So if and when I discover his name, I still intend to publish it in this space.

However, after looking more closely at the way the New Bedford Standard-Times handled this story, especially how that newspaper's editors and its reporter have slyly sought to deflect the major responsibility for their journalistic sin from themselves onto the student, I have come to the conclusion that the Standard-Times, not the student, is the real villain of this piece.

My thinking about all this is set forth in full in the following email I dashed off to the Standard-Times editor, Robert Unger. (I've edited the text of my email a bit to spruce up sloppy grammar and to clarify especially awkward phrasing.)

From: Bathus
To: Robert Unger
Date: Wednsday, January 04, 2006 12:40 AM
Subject: Further Thoughts on the Little Red Hoax


I am an attorney and blogger who operates under the nom de blog "Bathus" at Adeimantus Blog, where I have recently written on the subject of the now infamous UMass Dartmouth Little Red Book hoax.

In its apologia for publishing this false story, the New Bedford Standard-Times has put forward three rationales for withholding the hoaxer's identity:
[W]e didn't name the student, at the request of the university. We also worried about the student's mental state and about the careers of professors Williams and Pontbriand.
(In his follow-up story, your reporter Aaron Nicodemus had similarly stated, "At the request of the two professors and the university, The Standard-Times has agreed to withhold his name.")

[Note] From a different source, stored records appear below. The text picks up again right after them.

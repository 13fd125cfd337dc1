// otto-rs: Guided git release assistant
//
// SPDX-FileCopyrightText: 2026 Romeo Ahmed
// SPDX-License-Identifier: GPL-3.0-or-later

//! Release command arguments.
//!
//! Every option left out is asked interactively.

use clap::Args;

use crate::git::PushMode;
use crate::package::{BuildMode, VersionBump};

/// Arguments for the `release` command.
#[derive(Debug, Clone, Default, Args)]
pub struct ReleaseArgs {
    /// Version bump (`none` for a snapshot release).
    #[arg(short = 'b', long = "bump", value_enum, value_name = "LEVEL")]
    pub bump: Option<VersionBump>,

    /// How much to build before committing.
    #[arg(long = "build", value_enum, value_name = "MODE")]
    pub build: Option<BuildMode>,

    /// Push mode.
    #[arg(short = 'p', long = "push", value_enum, value_name = "MODE")]
    pub push: Option<PushMode>,

    /// Skips the final "Start Release?" confirmation.
    #[arg(short = 'y', long = "yes")]
    pub yes: bool,
}
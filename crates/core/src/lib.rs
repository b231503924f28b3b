//! botschaft-core – Gemeinsame Typen fuer den Botschaft-Daemon
//!
//! Enthaelt die Identifikationstypen und die Session-Events, die sowohl
//! vom Session-Kern als auch vom Control-Plane-Crate verwendet werden.

pub mod event;
pub mod types;

pub use event::SessionEvent;
pub use types::SessionId;
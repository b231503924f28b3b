//! botschaft-session – Session-Kern und oeffentlicher Listener
//!
//! Dieser Crate implementiert das Herzstueck des Daemons: die gemeinsame
//! Session-Tabelle aller verbundenen Clients und den oeffentlichen
//! HTTP/WebSocket-Endpunkt, der neue Verbindungen in diese Tabelle
//! einhaengt.
//!
//! ## Architektur
//!
//! ```text
//! Axum-Router (GET /ws)            Control-Plane (botschaft-api)
//!     |                                 |
//!     v                                 v
//! SessionKernHandle  ----mpsc---->  SessionKern (ein Task, besitzt die Tabelle)
//!     |
//!     v
//! Verbindungs-Tasks (pro WebSocket ein Lese- und ein Schreib-Task)
//! ```
//!
//! Die Tabelle wird ausschliesslich vom Kern-Task veraendert. Beide
//! Listener sprechen denselben Kern ueber Handles an; die Reihenfolge der
//! Mutationen ist die Ankunftsreihenfolge der Befehle in der Queue. Damit
//! braucht die Tabelle kein Lock.

pub mod error;
pub mod kern;
pub mod verbindung;
pub mod ws;

pub use error::{SessionFehler, SessionResult};
pub use kern::{SessionKern, SessionKernHandle};
pub use ws::oeffentlicher_router;
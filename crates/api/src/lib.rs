//! botschaft-api – Control-Plane des Botschaft-Daemons
//!
//! Vertraute lokale Prozesse (das Web-Frontend) steuern ueber diesen
//! Listener die Client-Sessions: zaehlen, auflisten, trennen, Nachrichten
//! zustellen. Das Protokoll ist zeilenbasiert (`befehl key=wert ...`),
//! Antworten sind `ok [k=v ...]` oder `error id=N msg=...`.
//!
//! Der Listener ist fuer den Loopback gedacht und spricht Klartext; er
//! gehoert nie ans oeffentliche Netz.

pub mod error;
pub mod parser;
pub mod server;

pub use error::{ApiFehler, ApiResult};
pub use server::ApiServer;
//! SQLite-Implementierung des KonfigurationRepository
//!
//! Die Admin-Zugangsdaten liegen in der Tabelle `konfiguration` als
//! Singleton-Zeile mit id = 1 (per CHECK-Constraint erzwungen).

use chrono::{DateTime, Utc};

use crate::error::DbError;
use crate::models::AdminZugang;
use crate::repository::{DbResult, KonfigurationRepository};
use crate::sqlite::pool::SqliteDb;

impl KonfigurationRepository for SqliteDb {
    async fn laden_oder_erstellen(&self) -> DbResult<AdminZugang> {
        let jetzt = Utc::now().to_rfc3339();

        // Leere Zeile anlegen falls noch keine existiert
        sqlx::query(
            "INSERT OR IGNORE INTO konfiguration (id, benutzername, passwort_hash, geaendert_am)
             VALUES (1, '', '', ?)",
        )
        .bind(&jetzt)
        .execute(&self.pool)
        .await?;

        let zeile: (String, String, String) = sqlx::query_as(
            "SELECT benutzername, passwort_hash, geaendert_am FROM konfiguration WHERE id = 1",
        )
        .fetch_one(&self.pool)
        .await?;

        Ok(AdminZugang {
            benutzername: zeile.0,
            passwort_hash: zeile.1,
            geaendert_am: zeit_parsen(&zeile.2)?,
        })
    }

    async fn speichern(&self, benutzername: &str, passwort_hash: &str) -> DbResult<()> {
        let jetzt = Utc::now().to_rfc3339();

        sqlx::query(
            "INSERT INTO konfiguration (id, benutzername, passwort_hash, geaendert_am)
             VALUES (1, ?, ?, ?)
             ON CONFLICT (id) DO UPDATE SET
                 benutzername = excluded.benutzername,
                 passwort_hash = excluded.passwort_hash,
                 geaendert_am = excluded.geaendert_am",
        )
        .bind(benutzername)
        .bind(passwort_hash)
        .bind(&jetzt)
        .execute(&self.pool)
        .await?;

        Ok(())
    }
}

/// Parst einen RFC3339-Zeitstempel aus der Datenbank
fn zeit_parsen(s: &str) -> DbResult<DateTime<Utc>> {
    DateTime::parse_from_rfc3339(s)
        .map(|t| t.with_timezone(&Utc))
        .map_err(|e| DbError::UngueltigeDaten(format!("Ungueltiger Zeitstempel '{s}': {e}")))
}
//! Oeffentlicher HTTP/WebSocket-Endpunkt
//!
//! `GET /ws` wertet die Verbindung zum WebSocket auf und haengt sie in den
//! Session-Kern ein. `GET /health` ist der uebliche Health-Check.

use axum::extract::{Query, State, WebSocketUpgrade};
use axum::http::StatusCode;
use axum::response::{IntoResponse, Json};
use axum::routing::get;
use axum::Router;
use botschaft_core::SessionId;
use serde::Deserialize;
use tower_http::trace::TraceLayer;

use crate::kern::SessionKernHandle;
use crate::verbindung;

/// Axum-State des oeffentlichen Routers
#[derive(Clone)]
struct WsState {
    kern: SessionKernHandle,
}

/// Query-Parameter der WebSocket-Aufwertung
#[derive(Debug, Deserialize)]
struct WsParams {
    /// Session-Schluessel des Frontends; fehlt er, wird einer erzeugt
    sid: Option<String>,
}

/// Baut den oeffentlichen Router um ein Handle auf den Session-Kern
pub fn oeffentlicher_router(kern: SessionKernHandle) -> Router {
    Router::new()
        .route("/ws", get(ws_aufwertung))
        .route("/health", get(health))
        .layer(TraceLayer::new_for_http())
        .with_state(WsState { kern })
}

/// GET /ws – HTTP-zu-WebSocket-Aufwertung
async fn ws_aufwertung(
    State(state): State<WsState>,
    Query(params): Query<WsParams>,
    ws: WebSocketUpgrade,
) -> impl IntoResponse {
    let id = params
        .sid
        .map(SessionId::aus)
        .unwrap_or_else(SessionId::zufaellig);

    ws.on_upgrade(move |socket| verbindung::verarbeiten(socket, state.kern, id))
}

/// GET /health – Health-Check-Endpunkt
async fn health() -> impl IntoResponse {
    (StatusCode::OK, Json(serde_json::json!({ "status": "ok" })))
}
//! Fehlertypen fuer den Session-Crate

use thiserror::Error;

/// Result-Alias fuer Session-Operationen
pub type SessionResult<T> = Result<T, SessionFehler>;

/// Alle moeglichen Fehler im Session-Crate
#[derive(Debug, Error)]
pub enum SessionFehler {
    /// Der Kern-Task laeuft nicht mehr; der Daemon ist in Abwicklung
    #[error("Session-Kern gestoppt")]
    KernGestoppt,
}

Your paper's stated rationales for refusing to disclose the identity of the UMass Dartmouth hoaxer are not plausible. Let's look at them one by one:

I. "We didn't name the student at the request of the university."

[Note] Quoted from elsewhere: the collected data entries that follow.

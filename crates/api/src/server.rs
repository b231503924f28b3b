//! TCP-Listener der Control-Plane
//!
//! Akzeptiert Verbindungen auf dem Control-Port und behandelt jede in
//! einem eigenen Task: Zeile lesen, Befehl ausfuehren, Antwort schreiben.
//! Alle Befehle laufen ueber dasselbe [`SessionKernHandle`] wie der
//! oeffentliche Listener; die Serialisierung uebernimmt der Kern.

use std::net::SocketAddr;

use botschaft_core::SessionId;
use botschaft_session::SessionKernHandle;
use tokio::io::{AsyncBufReadExt, AsyncRead, AsyncReadExt, AsyncWriteExt, BufReader};
use tokio::net::{TcpListener, TcpStream};
use tokio::sync::watch;

use crate::error::ApiFehler;
use crate::parser::{fehler_antwort, ok_antwort, wert_kodieren, zeile_parsen, Befehlszeile};

/// Obergrenze fuer eine Befehlszeile in Bytes
const ZEILENLIMIT_BYTES: usize = 8192;

/// Control-Plane-Server
///
/// Der Listener wird vom Bootstrap bereits gebunden uebergeben, damit
/// Bind-Fehler den Start abbrechen bevor irgendeine Accept-Schleife laeuft.
pub struct ApiServer {
    listener: TcpListener,
    kern: SessionKernHandle,
}

impl ApiServer {
    /// Erstellt einen neuen ApiServer um einen gebundenen Listener
    pub fn neu(listener: TcpListener, kern: SessionKernHandle) -> Self {
        Self { listener, kern }
    }

    /// Gibt die lokale Adresse des Listeners zurueck
    pub fn lokale_adresse(&self) -> std::io::Result<SocketAddr> {
        self.listener.local_addr()
    }

    /// Accept-Schleife; laeuft bis `shutdown_rx` ein `true` empfaengt
    pub async fn starten(self, mut shutdown_rx: watch::Receiver<bool>) -> std::io::Result<()> {
        tracing::info!(adresse = %self.listener.local_addr()?, "Control-Plane gestartet");

        loop {
            tokio::select! {
                ergebnis = self.listener.accept() => {
                    match ergebnis {
                        Ok((stream, peer_addr)) => {
                            tracing::debug!(peer = %peer_addr, "Control-Verbindung akzeptiert");
                            let kern = self.kern.clone();
                            tokio::spawn(async move {
                                verbindung_behandeln(stream, peer_addr, kern).await;
                            });
                        }
                        Err(e) => {
                            tracing::error!(fehler = %e, "Control-Accept-Fehler");
                            tokio::time::sleep(std::time::Duration::from_millis(10)).await;
                        }
                    }
                }

                aenderung = shutdown_rx.changed() => {
                    match aenderung {
                        Ok(()) if !*shutdown_rx.borrow() => continue,
                        // true empfangen oder Sender weg: Listener schliessen
                        _ => break,
                    }
                }
            }
        }

        tracing::info!("Control-Plane gestoppt");
        Ok(())
    }
}

/// Behandelt eine einzelne Control-Verbindung
async fn verbindung_behandeln(stream: TcpStream, peer_addr: SocketAddr, kern: SessionKernHandle) {
    let (reader, mut writer) = stream.into_split();
    let mut buf_reader = BufReader::new(reader);

    let mut zeile = String::new();
    loop {
        zeile.clear();
        // Pro Zeile begrenzt lesen, sonst kann eine Verbindung den Puffer
        // unbegrenzt wachsen lassen
        let mut begrenzt = (&mut buf_reader).take(ZEILENLIMIT_BYTES as u64);
        match begrenzt.read_line(&mut zeile).await {
            Ok(0) => break,
            Ok(_) => {}
            Err(e) => {
                tracing::debug!(peer = %peer_addr, fehler = %e, "Lesefehler auf Control-Verbindung");
                break;
            }
        }

        // Limit erreicht ohne Newline: Zeile ist abgeschnitten. Fehler
        // melden, den Rest der Zeile ungepuffert verwerfen und weitermachen.
        if zeile.len() >= ZEILENLIMIT_BYTES && !zeile.ends_with('\n') {
            let fehler = ApiFehler::Protokoll(format!(
                "Befehlszeile laenger als {ZEILENLIMIT_BYTES} Bytes"
            ));
            let antwort = fehler_antwort(fehler.fehler_code(), &fehler.to_string());
            if writer.write_all(antwort.as_bytes()).await.is_err() {
                break;
            }
            if zeilenrest_verwerfen(&mut buf_reader).await.is_err() {
                break;
            }
            continue;
        }

        let (antwort, ende) = befehl_verarbeiten(&zeile, &kern).await;
        if writer.write_all(antwort.as_bytes()).await.is_err() || ende {
            break;
        }
    }

    tracing::debug!(peer = %peer_addr, "Control-Verbindung beendet");
}

/// Verwirft Eingabe bis zum naechsten Newline ohne sie zu puffern
async fn zeilenrest_verwerfen<R: AsyncRead + Unpin>(
    reader: &mut BufReader<R>,
) -> std::io::Result<()> {
    loop {
        let puffer = reader.fill_buf().await?;
        if puffer.is_empty() {
            return Ok(());
        }
        match puffer.iter().position(|&b| b == b'\n') {
            Some(pos) => {
                reader.consume(pos + 1);
                return Ok(());
            }
            None => {
                let geleert = puffer.len();
                reader.consume(geleert);
            }
        }
    }
}

/// Verarbeitet eine Befehlszeile und gibt die Antwortzeile zurueck;
/// `true` als zweiter Wert beendet die Verbindung
async fn befehl_verarbeiten(zeile: &str, kern: &SessionKernHandle) -> (String, bool) {
    let befehl = match zeile_parsen(zeile) {
        Ok(b) => b,
        Err(e) => return (fehler_antwort(e.fehler_code(), &e.to_string()), false),
    };

    if befehl.name == "quit" {
        return (ok_antwort(&[("msg", "bye")]), true);
    }

    match ausfuehren(&befehl, kern).await {
        Ok(antwort) => (antwort, false),
        Err(e) => (fehler_antwort(e.fehler_code(), &e.to_string()), false),
    }
}

/// Fuehrt einen geparsten Befehl gegen den Session-Kern aus
async fn ausfuehren(befehl: &Befehlszeile, kern: &SessionKernHandle) -> Result<String, ApiFehler> {
    match befehl.name.as_str() {
        "sessions" => {
            let anzahl = kern.anzahl().await?;
            Ok(ok_antwort(&[("anzahl", &anzahl.to_string())]))
        }
        "liste" => {
            let liste = kern.liste().await?;
            if liste.is_empty() {
                return Ok(ok_antwort(&[]));
            }
            let eintraege: Vec<String> = liste
                .iter()
                .map(|id| format!("sid={}", wert_kodieren(id.als_str())))
                .collect();
            Ok(format!("ok {}\n", eintraege.join("|")))
        }
        "existiert" => {
            let id = SessionId::aus(befehl.pflicht_param("key")?);
            let vorhanden = kern.existiert(id).await?;
            Ok(ok_antwort(&[("existiert", bool_wert(vorhanden))]))
        }
        "trennen" => {
            let id = SessionId::aus(befehl.pflicht_param("key")?);
            let getrennt = kern.trennen(id).await?;
            Ok(ok_antwort(&[("getrennt", bool_wert(getrennt))]))
        }
        "nachricht" => {
            let id = SessionId::aus(befehl.pflicht_param("key")?);
            let text = befehl.pflicht_param("text")?.to_string();
            let zugestellt = kern.nachricht(id, text).await?;
            Ok(ok_antwort(&[("zugestellt", bool_wert(zugestellt))]))
        }
        "rundruf" => {
            let text = befehl.pflicht_param("text")?.to_string();
            let anzahl = kern.rundruf(text).await?;
            Ok(ok_antwort(&[("zugestellt", &anzahl.to_string())]))
        }
        anderes => Err(ApiFehler::UnbekannterBefehl(anderes.to_string())),
    }
}

fn bool_wert(b: bool) -> &'static str {
    if b {
        "1"
    } else {
        "0"
    }
}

This rationale standing by itself is worthless. No responsible newspaper would ever withhold newsworthy facts from the public merely because some entity, even a beloved local institution of higher education, so requested. If the information is newsworthy (and in the course of reading this email it should become clear to you why the student's identity is indeed newsworthy), then the newspaper should publish it notwithstanding the university's understandable desire to protect its students--unless the university offered some very weighty reasons not to publish. Such reasons have not been forthcoming.

II. "We also worried about the student's mental state."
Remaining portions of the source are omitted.